Study: BLS patients have higher rates of survival than ALS ones
Research found that the patient population studied were more likely to survive if transported in a BLS ambulance rather than an ALS one
CHICAGO — Patients suffering cardiac arrest, stroke or other life-threatening emergencies have better rates of survival if treated and transported to the hospital on a BLS ambulance rather than an ALS one, a new study reported.
"It's counterintuitive," Prachi Sanghavi, assistant professor in public health sciences at the University of Chicago and principal author of the study, told The Washington Post. "We have a tendency to believe that things labeled 'advanced' must do better."
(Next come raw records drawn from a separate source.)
//! Shared value types for the agrosim simulation kernel.
//!
//! Everything that crosses a crate boundary lives here: identifiers,
//! daily weather records, interpolation tables, and the closed set of
//! lifecycle signals exchanged between submodels.
//!
//! # Modules
//!
//! - [`ids`] -- Type-safe UUID wrappers for runs and components
//! - [`afgen`] -- Piecewise-linear interpolation tables (AFGEN)
//! - [`weather`] -- Daily driving variables and solar astronomy
//! - [`synthetic`] -- Seeded synthetic weather series
//! - [`signal`] -- Lifecycle and management signals with typed payloads
//! - [`util`] -- Small numeric helpers shared by all submodels

pub mod afgen;
pub mod ids;
pub mod signal;
pub mod synthetic;
pub mod util;
pub mod weather;

// Re-export all public types at crate root for convenience.
pub use afgen::{AfgenError, AgeTables, Afgen};
pub use ids::{ComponentId, RunId};
pub use signal::{
    CropEndType, CropStart, CropStartType, Envelope, Irrigation, NutrientApplication, Signal,
    SignalKind, SoilStart,
};
pub use synthetic::SyntheticWeather;
pub use util::limit;
pub use weather::{Astro, WeatherError, WeatherRecord, astro, daylength};
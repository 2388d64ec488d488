//! Error types for the agrosim binary.
//!
//! [`AppError`] is the top-level error type that wraps all possible
//! failure modes during startup, the run itself and writing output.

/// Top-level error for the agrosim binary.
#[derive(Debug, thiserror::Error)]
pub enum AppError {
    /// Configuration loading failed.
    #[error("config error: {source}")]
    Config {
        /// The underlying config error.
        #[from]
        source: agrosim_core::ConfigError,
    },

    /// The weather file could not be loaded.
    #[error("weather error: {source}")]
    Weather {
        /// The underlying weather error.
        #[from]
        source: agrosim_core::WeatherSeriesError,
    },

    /// The engine could not be built.
    #[error("engine error: {source}")]
    Engine {
        /// The underlying engine error.
        #[from]
        source: agrosim_core::EngineError,
    },

    /// The simulation run failed.
    #[error("runner error: {source}")]
    Runner {
        /// The underlying runner error.
        #[from]
        source: agrosim_core::RunnerError,
    },

    /// Writing daily output failed.
    #[error("output error: {source}")]
    Output {
        /// The underlying I/O error.
        #[from]
        source: std::io::Error,
    },

    /// Serialising output failed.
    #[error("serialization error: {source}")]
    Json {
        /// The underlying JSON error.
        #[from]
        source: serde_json::Error,
    },

    /// The run horizon does not fit a synthetic series.
    #[error("cannot generate weather from {start} to {end}")]
    Horizon {
        /// First simulated day.
        start: chrono::NaiveDate,
        /// Last simulated day.
        end: chrono::NaiveDate,
    },

    /// The blocking run task panicked or was cancelled.
    #[error("run task failed: {message}")]
    Task {
        /// Description of the task failure.
        message: String,
    },
}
The study found that ALS medics take longer than clinicians in hospitals to perform procedures, such as the administration of intravenous fluids and drugs and intubation.
For these reasons, according to the research, BLS crews achieve a higher patient survivability.
EMTs focus on getting patients to the hospital as quickly as possible, implementing simpler techniques.
"The amount of time to deliver the advanced interventions just isn't worth it," Sanghavi said.
Emergency medicine physicians dispute the research’s conclusion.
"Their premise is flawed," said Howard Mell, a spokesman for the American College of Emergency Physicians and director of emergency services in Iredell County, N.C. He said ALS ambulances transport much more serious patients. "That's why they have much worse outcomes."
The study analyzed survival outcomes for about 400,000 Medicare patients between 2006 and 2011.
Some of the findings were:
- Patients with cardiac arrest were 5.9 percentage points more likely to survive for 90 days after the accident if they were transported in a BLS ambulance rather than an ALS one.
- Stroke patients were 4.3 percentage points more likely to survive for 90 days if they were transported in a BLS ambulance.
- Critical major trauma patients were 12.5 percentage points more likely to survive for 90 days if they were transported in a BLS ambulance.